[Source data]
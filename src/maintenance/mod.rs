use tokio::time::{Duration, sleep};
use tracing::{error, info};

use crate::{store::StoreResult, web::AppState};

const CLEANUP_INTERVAL_MINUTES: u64 = 15;

pub fn spawn(state: AppState) {
    tokio::spawn(async move {
        let interval = Duration::from_secs(CLEANUP_INTERVAL_MINUTES * 60);
        loop {
            if let Err(err) = run_cleanup_cycle(&state).await {
                error!(?err, "session cleanup cycle failed");
            }
            sleep(interval).await;
        }
    });
}

async fn run_cleanup_cycle(state: &AppState) -> StoreResult<u64> {
    let purged = state.auth().purge_expired_sessions().await?;
    if purged > 0 {
        info!(purged, "expired sessions removed");
    }
    Ok(purged)
}
use axum::{
    extract::State,
    response::{Html, Response},
};
use axum_extra::extract::cookie::CookieJar;

use crate::web::{
    AppState,
    data::{fetch_books, fetch_categories},
    escape_html,
    gate::{AccessRequirement, Viewer, require_access, with_profile},
    models::{Book, Category},
    templates::{PageLayout, empty_state, render_page},
};

pub async fn library_page(
    State(state): State<AppState>,
    jar: CookieJar,
) -> Result<Html<String>, Response> {
    let viewer = require_access(&state, &jar, AccessRequirement::Authenticated).await?;
    let viewer = with_profile(&state, viewer).await;
    let books = fetch_books(state.records()).await;
    let categories = fetch_categories(state.records()).await;

    Ok(Html(render_library(&viewer, &books, &categories)))
}

fn category_name(categories: &[Category], category_id: Option<i64>) -> &str {
    category_id
        .and_then(|id| categories.iter().find(|category| category.id == id))
        .map_or("", |category| category.name.as_str())
}

fn render_library(viewer: &Viewer, books: &[Book], categories: &[Category]) -> String {
    let body = if books.is_empty() {
        empty_state("No books in the library yet.")
    } else {
        let rows = books
            .iter()
            .map(|book| {
                format!(
                    "<tr><td>{title}</td><td>{author}</td><td>{category}</td><td>{description}</td></tr>",
                    title = escape_html(&book.title),
                    category = escape_html(category_name(categories, book.category_id)),
                    author = escape_html(book.author.as_deref().unwrap_or("—")),
                    description = escape_html(book.description.as_deref().unwrap_or("")),
                )
            })
            .collect::<String>();
        format!(
            "<table><thead><tr><th>Title</th><th>Author</th><th>Category</th><th>About</th></tr></thead><tbody>{rows}</tbody></table>"
        )
    };

    render_page(PageLayout {
        title: "Library",
        viewer_name: Some(&viewer.identity.username),
        show_admin_link: viewer.is_admin(),
        flash_html: String::new(),
        body_html: format!(r#"<section class="panel">{body}</section>"#),
    })
}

EXERCISE REQUIREMENTS →
A single number is requested: the count of lines in the data that hold "Response".

WRITTEN SOLUTION →
2